|Publication number||US4999647 A|
|Application number||US 07/458,208|
|Publication date||Mar 12, 1991|
|Filing date||Dec 28, 1989|
|Priority date||Dec 28, 1989|
|Also published as||DE69018981D1, DE69018981T2, EP0461238A1, EP0461238B1, WO1991009736A1|
|Publication number||07458208, 458208, US 4999647 A, US 4999647A, US-A-4999647, US4999647 A, US4999647A|
|Inventors||Wendell L. Wood, Brian G. Morris, Dianne J. Aleshire, James A. Katerberg|
|Original Assignee||Eastman Kodak Company|
|Export Citation||BiBTeX, EndNote, RefMan|
|Patent Citations (6), Referenced by (70), Classifications (9), Legal Events (6)|
|External Links: USPTO, USPTO Assignment, Espacenet|
The present invention relates to continuous ink jet printers and, more particularly, to improved constructions for stimulating synchronous drop break-up of the ink jet filaments issuing from long orifice arrays in such printers.
In continuous ink jet printing, ink is supplied under pressure to a manifold region that distributes the ink to a plurality of orifices, typically arranged in a linear array(s).
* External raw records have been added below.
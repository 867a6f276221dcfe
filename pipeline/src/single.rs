use crate::error::Truncated;
use crate::frame::Frame;
use bbox::Detection;
use std::sync::{Mutex, MutexGuard};

/// One class of one detection as shown by the single-slot overlay, in frame
/// pixels.
#[derive(Debug, Clone, Copy, PartialEq)]
pub struct LiveStat {
    pub class: usize,
    /// Percent.
    pub probability: f32,
    pub left: i64,
    pub top: i64,
    pub right: i64,
    pub bottom: i64,
}

/// Expand detections into one stat per class above `threshold`, keeping at
/// most `max` of them.
pub fn live_stats(
    detections: &[Detection],
    threshold: f32,
    width: usize,
    height: usize,
    max: usize,
) -> (Vec<LiveStat>, Option<Truncated>) {
    let (w, h) = (width as f32, height as f32);
    let mut stats = vec![];
    let mut total = 0;

    for det in detections {
        let ((x1, y1), (x2, y2)) = det.bbox.coordinate();
        for class in det.classes_above(threshold) {
            total += 1;
            if stats.len() == max {
                continue;
            }
            stats.push(LiveStat {
                class,
                probability: det.prob[class] * 100.,
                left: (x1 * w) as i64,
                top: (y1 * h) as i64,
                right: (x2 * w) as i64,
                bottom: (y2 * h) as i64,
            });
        }
    }

    let truncated = if total > stats.len() {
        Some(Truncated {
            kept: stats.len(),
            dropped: total - stats.len(),
        })
    } else {
        None
    };
    (stats, truncated)
}

/// Everything the single-slot chain handler and worker exchange.
#[derive(Debug)]
pub struct SingleState {
    /// Last captured camera frame.
    pub image: Frame,
    pub sequence: u64,
    pub detections: Vec<Detection>,
    pub stats: Vec<LiveStat>,
    pub caption: String,
    pub layer_image: Option<Frame>,
    pub published: bool,
}

/// One shared image behind a single lock.
///
/// Both threads hold the lock only to copy in or out; the worker never holds
/// it while inferring.
pub struct SingleSlot {
    state: Mutex<SingleState>,
}

impl SingleSlot {
    pub fn new(width: usize, height: usize) -> Self {
        SingleSlot {
            state: Mutex::new(SingleState {
                image: Frame::new(width, height),
                sequence: 0,
                detections: vec![],
                stats: vec![],
                caption: String::new(),
                layer_image: None,
                published: false,
            }),
        }
    }

    /// A poisoned lock only means the other side panicked mid-copy; the
    /// frame data is still well formed.
    pub fn lock(&self) -> MutexGuard<'_, SingleState> {
        self.state.lock().unwrap_or_else(|e| e.into_inner())
    }

    /// Copy the newest image into `dst` if it is newer than `since`.
    pub fn take_image(&self, since: u64, dst: &mut Frame) -> Option<u64> {
        let state = self.lock();
        if state.sequence <= since || state.image.dimensions() != dst.dimensions() {
            return None;
        }
        dst.data_mut().copy_from_slice(state.image.data());
        Some(state.sequence)
    }

    pub fn publish(
        &self,
        detections: Vec<Detection>,
        stats: Vec<LiveStat>,
        caption: String,
        layer_image: Option<Frame>,
    ) {
        let mut state = self.lock();
        state.detections = detections;
        state.stats = stats;
        state.caption = caption;
        state.layer_image = layer_image;
        state.published = true;
    }
}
The ink discharges from the orifices in filaments which break into droplet streams. The approach for printing with these droplet streams. The approach for printing with these droplet streams is to selectively charge and deflect certain drops from their normal trajectories.
In order to selectively apply charge to the ink droplets it is necessary to control the locations the drops break-offs from the filaments to occur within a predetermined charge region, downstream from the orifice plate. Such control is effected by applying an energy signal of predetermined frequency and amplitude(s) to the ink filaments. Such filament break-up control, called stimulation, maintains uniform drop size and drop spacing, as well as controlling the drop break-off region.
A great number of different approaches have been developed to effect such stimulation of the ink filaments. Common general approaches are to impart the stimulation energy to ink in the manifold region or to apply it to the orifice plate. The optimum goal in applying stimulation energy is for each ink filament to receive signals, of exactly the same frequency and amplitude, that are precisely in phase. Such synchronous stimulation would enable precisely predictable time periods for imparting information charge and avoid any printing errors incident to improper droplet charging.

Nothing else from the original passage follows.